In an effort to modernize the governing structure of Loudoun's Combined Fire and Rescue System, the Board of Supervisors approved a string of changes within the system and implemented a new chapter in the county code April 16.
The intent of the alterations is to “promote the public health, safety and welfare by establishing a framework for governance of the Combined Fire and Rescue System to include, but not be limited to: system-wide discipline, financial reporting and training and certification standards for operating members of all volunteer and career fire and/or emergency medical services (EMS) companies,” according to a staff report.
A key initiative connected to the changes is the creation of an assistant fire chief who will be primarily responsible for communicating and working with the volunteer branch of the system.
The board voted to authorize $255,000 of unallocated fund balance for the new assistant chief post, and a national search will be conducted for the hiring.
What was once a volunteer-dominated system, Loudoun's fire and rescue service has been increasingly reliant on career firefighters as the local population grows. The system operates 22 companies from 19 stations across the county.

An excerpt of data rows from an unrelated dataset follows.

use std::io;

use anyhow::Result;
use crossterm::{
    event::{DisableMouseCapture, EnableMouseCapture},
    execute,
    terminal::{EnterAlternateScreen, LeaveAlternateScreen, disable_raw_mode, enable_raw_mode},
};
use ratatui::prelude::CrosstermBackend;

/// Type alias for the terminal used throughout the app.
pub type Terminal = ratatui::Terminal<CrosstermBackend<io::Stdout>>;

/// Initialise the terminal: raw mode + alternate screen + mouse capture.
/// Mouse capture is required for the right-click context menu.
pub fn init() -> Result<Terminal> {
    enable_raw_mode()?;
    let mut stdout = io::stdout();
    execute!(stdout, EnterAlternateScreen, EnableMouseCapture)?;
    let backend = CrosstermBackend::new(stdout);
    let terminal = ratatui::Terminal::new(backend)?;
    Ok(terminal)
}

/// Restore the terminal to its original state.
pub fn restore() -> Result<()> {
    disable_raw_mode()?;
    execute!(io::stdout(), DisableMouseCapture, LeaveAlternateScreen)?;
    Ok(())
}
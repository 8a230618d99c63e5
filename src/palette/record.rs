use rand::RngExt;

use crate::color::{ColorError, normalize_hex};

const ID_SUFFIX_LEN: usize = 8;

/// A single palette entry.
///
/// `id` and `hex` are fixed at creation; only `name` changes afterwards.
/// A name of `Some("")` means the user cleared a previously set name,
/// which is distinct from the never-named `None`.
#[derive(Clone, Debug, PartialEq, Eq)]
pub struct ColorRecord {
    pub id: String,
    pub hex: String,
    pub name: Option<String>,
}

impl ColorRecord {
    /// Build a record from a raw hex string.
    ///
    /// The id is the normalized hex plus a random base-36 suffix.
    /// Uniqueness within a store is probabilistic, not enforced.
    pub fn create(raw_hex: &str) -> Result<Self, ColorError> {
        let hex = normalize_hex(raw_hex)?;
        let id = format!("{hex}-{}", random_suffix());
        Ok(Self {
            id,
            hex,
            name: None,
        })
    }
}

fn random_suffix() -> String {
    const ALPHABET: &[u8] = b"0123456789abcdefghijklmnopqrstuvwxyz";
    let mut rng = rand::rng();
    (0..ID_SUFFIX_LEN)
        .map(|_| ALPHABET[rng.random_range(0..ALPHABET.len())] as char)
        .collect()
}

#[cfg(test)]
mod tests {
    use super::*;

    #[test]
    fn create_normalizes_and_tags_id() {
        let record = ColorRecord::create("0df").unwrap();
        assert_eq!(record.hex, "#00DDFF");
        assert!(record.id.starts_with("#00DDFF-"));
        assert_eq!(record.id.len(), "#00DDFF-".len() + ID_SUFFIX_LEN);
        assert_eq!(record.name, None);
    }

    #[test]
    fn create_propagates_invalid_format() {
        assert!(matches!(
            ColorRecord::create("zzz"),
            Err(ColorError::InvalidFormat(_))
        ));
    }

    #[test]
    fn ids_differ_across_creations() {
        // Probabilistic, but 36^8 makes a collision in two draws
        // effectively impossible.
        let a = ColorRecord::create("#639").unwrap();
        let b = ColorRecord::create("#639").unwrap();
        assert_ne!(a.id, b.id);
    }
}
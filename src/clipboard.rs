/// Clipboard writing via OSC 52.
use std::io::{self, Write};

use base64::{Engine as _, engine::general_purpose::STANDARD};

/// Clipboard errors.
#[derive(Debug, Clone, PartialEq, Eq)]
pub enum ClipboardError {
    WriteError(String),
}

impl std::fmt::Display for ClipboardError {
    fn fmt(&self, f: &mut std::fmt::Formatter<'_>) -> std::fmt::Result {
        match self {
            Self::WriteError(msg) => write!(f, "clipboard write failed: {msg}"),
        }
    }
}

impl std::error::Error for ClipboardError {}

/// Something that can put text on the system clipboard.
///
/// The app only reacts to the outcome; a failure is shown to the user
/// transiently and never aborts anything else.
pub trait ClipboardWriter {
    fn write(&mut self, text: &str) -> Result<(), ClipboardError>;
}

/// Writes the OSC 52 escape sequence to stdout.
///
/// Works through most modern terminal emulators, including over ssh.
/// OSC 52 carries the text as a base64 payload.
pub struct Osc52Clipboard;

impl ClipboardWriter for Osc52Clipboard {
    fn write(&mut self, text: &str) -> Result<(), ClipboardError> {
        let payload = STANDARD.encode(text.as_bytes());
        let sequence = format!("\x1b]52;c;{payload}\x07");
        let mut stdout = io::stdout();
        stdout
            .write_all(sequence.as_bytes())
            .and_then(|()| stdout.flush())
            .map_err(|err| ClipboardError::WriteError(err.to_string()))
    }
}
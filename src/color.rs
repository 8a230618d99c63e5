/// Hex color parsing and normalization.

/// Errors from hex color parsing.
#[derive(Debug, Clone, PartialEq, Eq)]
pub enum ColorError {
    /// Input is not a 3- or 6-digit hex color.
    InvalidFormat(String),
}

impl std::fmt::Display for ColorError {
    fn fmt(&self, f: &mut std::fmt::Formatter<'_>) -> std::fmt::Result {
        match self {
            Self::InvalidFormat(input) => write!(f, "invalid hex color: {input:?}"),
        }
    }
}

impl std::error::Error for ColorError {}

/// Normalize a hex color string to the `#RRGGBB` form.
///
/// Accepts 3- or 6-digit hex, with or without a leading `#`.
/// Shorthand digits are doubled (`#0DF` becomes `#00DDFF`) and the
/// result is uppercased. Idempotent over its own output.
pub fn normalize_hex(raw: &str) -> Result<String, ColorError> {
    let trimmed = raw.trim();
    let digits = trimmed.strip_prefix('#').unwrap_or(trimmed);

    let valid = matches!(digits.len(), 3 | 6) && digits.chars().all(|c| c.is_ascii_hexdigit());
    if !valid {
        return Err(ColorError::InvalidFormat(raw.to_string()));
    }

    let expanded: String = if digits.len() == 3 {
        digits.chars().flat_map(|c| [c, c]).collect()
    } else {
        digits.to_string()
    };

    Ok(format!("#{}", expanded.to_ascii_uppercase()))
}

/// Parse a normalized `#RRGGBB` string into rgb components.
pub fn hex_to_rgb(value: &str) -> Option<(u8, u8, u8)> {
    let hex = value.trim().strip_prefix('#').unwrap_or(value.trim());
    if hex.len() != 6 {
        return None;
    }
    let r = u8::from_str_radix(&hex[0..2], 16).ok()?;
    let g = u8::from_str_radix(&hex[2..4], 16).ok()?;
    let b = u8::from_str_radix(&hex[4..6], 16).ok()?;
    Some((r, g, b))
}
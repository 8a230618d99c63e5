mod state;

use crossterm::event::KeyCode;

pub use state::{App, CopyFeedback, CopyOutcome, DEFAULT_SEED, NameEdit};

/// Possible input events the app reacts to.
pub enum AppEvent {
    Tick,
    KeyPress(KeyCode),
    LeftClick(u16, u16),
    RightClick(u16, u16),
    Resize(u16, u16),
}

/// Context menu visibility. At most one swatch's menu is open at a time.
#[derive(Clone, Debug, PartialEq, Eq)]
pub enum MenuState {
    Closed,
    Open {
        /// Id of the swatch the menu belongs to.
        color_id: String,
        /// Cell the opening click landed on; drives positioning.
        anchor: (u16, u16),
        /// Keyboard-highlighted item position.
        highlighted: usize,
    },
}

/// Entries of the swatch context menu, in display order.
#[derive(Clone, Copy, Debug, PartialEq, Eq)]
pub enum MenuItem {
    AddToLeft,
    Edit,
    AddToRight,
}

impl MenuItem {
    pub const ALL: [MenuItem; 3] = [Self::AddToLeft, Self::Edit, Self::AddToRight];

    pub fn label(self) -> &'static str {
        match self {
            Self::AddToLeft => "Add to Left",
            Self::Edit => "Edit",
            Self::AddToRight => "Add to Right",
        }
    }
}
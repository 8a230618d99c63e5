use ratatui::{
    Frame,
    layout::Rect,
    style::{Color, Modifier, Style},
    text::{Line, Span, Text},
    widgets::Paragraph,
    prelude::Alignment,
};

use crate::app::{App, CopyOutcome};
use crate::contrast::{self, Contrast};
use crate::layout::swatch_text_rows;

use super::helpers::{clamp_name, hex_to_color};

const NAME_PLACEHOLDER: &str = "Unnamed";

/// What the renderer knows about one swatch. Rebuilt from the store
/// on every draw, in store order.
pub struct SwatchView {
    pub id: String,
    pub hex: String,
    pub contrast: Contrast,
    pub name: Option<String>,
}

pub fn build_swatch_views(app: &App) -> Vec<SwatchView> {
    app.store
        .records()
        .iter()
        .map(|record| SwatchView {
            id: record.id.clone(),
            hex: record.hex.clone(),
            contrast: contrast::classify(&record.hex),
            name: record.name.clone(),
        })
        .collect()
}

pub fn render_swatch(frame: &mut Frame, rect: Rect, view: &SwatchView, selected: bool, app: &App) {
    let background = hex_to_color(&view.hex).unwrap_or(Color::Black);
    let foreground = match view.contrast {
        Contrast::Bright => Color::Black,
        Contrast::Dark => Color::White,
    };

    let (name_row, _, _) = swatch_text_rows(rect);
    let pad = usize::from(name_row.saturating_sub(rect.y));
    let mut lines: Vec<Line> = vec![Line::default(); pad];

    if selected && pad > 0 {
        lines[0] = Line::from(Span::styled(
            "▾",
            Style::default()
                .fg(foreground)
                .add_modifier(Modifier::BOLD),
        ));
    }

    lines.push(name_line(view, foreground, rect.width, app));
    lines.push(Line::from(Span::styled(
        view.hex.clone(),
        Style::default().fg(foreground).add_modifier(Modifier::BOLD),
    )));
    lines.push(copy_hint_line(view, foreground, app));

    let swatch = Paragraph::new(Text::from(lines))
        .alignment(Alignment::Center)
        .style(Style::default().bg(background).fg(foreground));
    frame.render_widget(swatch, rect);
}

fn name_line(view: &SwatchView, foreground: Color, width: u16, app: &App) -> Line<'static> {
    let max_width = usize::from(width.saturating_sub(2)).max(1);

    if let Some(edit) = app.name_edit.as_ref().filter(|edit| edit.color_id == view.id) {
        return Line::from(Span::styled(
            format!("{}_", clamp_name(&edit.buffer, max_width.saturating_sub(1))),
            Style::default()
                .fg(foreground)
                .add_modifier(Modifier::UNDERLINED),
        ));
    }

    match view.name.as_deref() {
        Some(name) if !name.is_empty() => Line::from(Span::styled(
            clamp_name(name, max_width),
            Style::default().fg(foreground),
        )),
        // Never named or cleared back to empty: show the placeholder.
        _ => Line::from(Span::styled(
            NAME_PLACEHOLDER,
            Style::default()
                .fg(foreground)
                .add_modifier(Modifier::ITALIC | Modifier::DIM),
        )),
    }
}

fn copy_hint_line(view: &SwatchView, foreground: Color, app: &App) -> Line<'static> {
    let feedback = app
        .copy_feedback
        .as_ref()
        .filter(|feedback| feedback.color_id == view.id);
    let hint = match feedback.map(|feedback| feedback.outcome) {
        Some(CopyOutcome::Copied) => "(copied!)",
        Some(CopyOutcome::Failed) => "(failed to copy)",
        None => "(copy?)",
    };
    Line::from(Span::styled(
        hint,
        Style::default().fg(foreground).add_modifier(Modifier::DIM),
    ))
}
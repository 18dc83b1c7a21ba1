pub mod config;
pub mod error;
pub mod http;
pub mod retry;
pub mod service;
pub mod summarize;
pub mod youtube;

use serde::{Deserialize, Serialize};
use url::Url;

pub use error::{ErrorKind, ServiceError, ValidationError};
pub use service::{TranscriptService, TranscriptSummary};
pub use summarize::{LlmSummarizer, Summarizer};
pub use youtube::{CaptionClient, TranscriptFetcher};

/// A single captioned segment
#[derive(Debug, Clone, PartialEq, Serialize, Deserialize)]
pub struct Segment {
    pub text: String,
    pub start: f64,
    pub duration: f64,
}

/// Complete transcript for a video
#[derive(Debug, Clone, Serialize)]
pub struct Transcript {
    pub video_id: String,
    pub title: String,
    pub language: String,
    pub segments: Vec<Segment>,
}

impl Transcript {
    /// Caption text joined with single spaces, in caption order
    pub fn text(&self) -> String {
        self.segments
            .iter()
            .map(|s| s.text.as_str())
            .collect::<Vec<_>>()
            .join(" ")
    }
}

/// Extract the video ID from a youtube.com watch URL or a youtu.be short link
pub fn extract_video_id(input: &str) -> Option<String> {
    let url = Url::parse(input.trim()).ok()?;

    match url.host_str()? {
        "www.youtube.com" | "youtube.com" => url
            .query_pairs()
            .find(|(key, value)| key == "v" && !value.is_empty())
            .map(|(_, value)| value.into_owned()),
        "youtu.be" => url
            .path_segments()?
            .next()
            .filter(|id| !id.is_empty())
            .map(str::to_string),
        _ => None,
    }
}
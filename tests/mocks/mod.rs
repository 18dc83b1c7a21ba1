pub mod fetcher;
pub mod summarizer;
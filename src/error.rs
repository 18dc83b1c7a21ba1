use thiserror::Error;

/// Rejections raised before any upstream call is made
#[derive(Error, Debug, Clone, Copy, PartialEq, Eq)]
pub enum ValidationError {
    #[error("URL parameter is required")]
    MissingUrl,

    #[error("Invalid YouTube URL")]
    InvalidUrl,
}

/// Failures while retrieving captions from YouTube
#[derive(Error, Debug)]
pub enum TranscriptError {
    #[error("request to YouTube failed: {0}")]
    Http(#[from] reqwest::Error),

    #[error("video {video_id} is unavailable: {reason}")]
    Unavailable { video_id: String, reason: String },

    #[error("no captions available for video {0}")]
    NoCaptions(String),

    #[error("could not extract InnerTube API key from watch page")]
    ApiKeyNotFound,

    #[error("error parsing caption XML: {0}")]
    Xml(String),
}

/// Failures while asking the language model for a summary
#[derive(Error, Debug)]
pub enum SummarizeError {
    #[error("{0} environment variable not set (required for summarization)")]
    MissingApiKey(&'static str),

    #[error("request to summarization API failed: {0}")]
    Http(#[from] reqwest::Error),

    #[error("{provider} API returned {status}: {body}")]
    Api {
        provider: &'static str,
        status: u16,
        body: String,
    },

    #[error("unexpected {0} API response format")]
    UnexpectedResponse(&'static str),
}

/// Machine-readable classification of a [`ServiceError`]
#[derive(Debug, Clone, Copy, PartialEq, Eq)]
pub enum ErrorKind {
    Validation,
    UpstreamTranscript,
    UpstreamSummarization,
}

impl ErrorKind {
    pub fn as_str(&self) -> &'static str {
        match self {
            ErrorKind::Validation => "validation",
            ErrorKind::UpstreamTranscript => "upstream_transcript",
            ErrorKind::UpstreamSummarization => "upstream_summarization",
        }
    }
}

impl std::fmt::Display for ErrorKind {
    fn fmt(&self, f: &mut std::fmt::Formatter<'_>) -> std::fmt::Result {
        f.write_str(self.as_str())
    }
}

/// Everything that can end a transcript request early
#[derive(Error, Debug)]
pub enum ServiceError {
    #[error(transparent)]
    Validation(#[from] ValidationError),

    #[error(transparent)]
    Transcript(#[from] TranscriptError),

    #[error(transparent)]
    Summarization(#[from] SummarizeError),
}

impl ServiceError {
    pub fn kind(&self) -> ErrorKind {
        match self {
            ServiceError::Validation(_) => ErrorKind::Validation,
            ServiceError::Transcript(_) => ErrorKind::UpstreamTranscript,
            ServiceError::Summarization(_) => ErrorKind::UpstreamSummarization,
        }
    }
}

/// Timeouts, connection failures, 429 and 5xx are worth another attempt
fn is_transient_http(err: &reqwest::Error) -> bool {
    if err.is_timeout() || err.is_connect() {
        return true;
    }
    err.status().is_some_and(is_transient_status)
}

fn is_transient_status(status: reqwest::StatusCode) -> bool {
    status == reqwest::StatusCode::TOO_MANY_REQUESTS || status.is_server_error()
}

impl TranscriptError {
    pub fn is_transient(&self) -> bool {
        match self {
            TranscriptError::Http(e) => is_transient_http(e),
            _ => false,
        }
    }
}

impl SummarizeError {
    pub fn is_transient(&self) -> bool {
        match self {
            SummarizeError::Http(e) => is_transient_http(e),
            SummarizeError::Api { status, .. } => reqwest::StatusCode::from_u16(*status)
                .map(is_transient_status)
                .unwrap_or(false),
            _ => false,
        }
    }
}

The new ordinance also implements a seven-member executive committee for the fire and rescue system, with representation of both career and volunteer staff. The executive committee will serve as the highest legislative body of the system.
Board of Supervisors Vice Chairman Shawn Williams (R-Broad Run) said the fire and rescue overhaul “will probably be one of the most important reforms by this Board of Supervisors.”
“Currently, the fire and rescue system is being governed under rules that were intended for a 1970s rural county,” Williams said on his public Facebook page. “These reforms will modernize the governance structure; providing more accountability, clear command authority and uniform standards. This new governance system should strengthen both the volunteer and career portions of our combined Fire and Rescue system.”
Williams said he hopes the volunteer element of the fire and rescue system continues to grow because of how instrumental volunteers are in keeping county investment relatively low.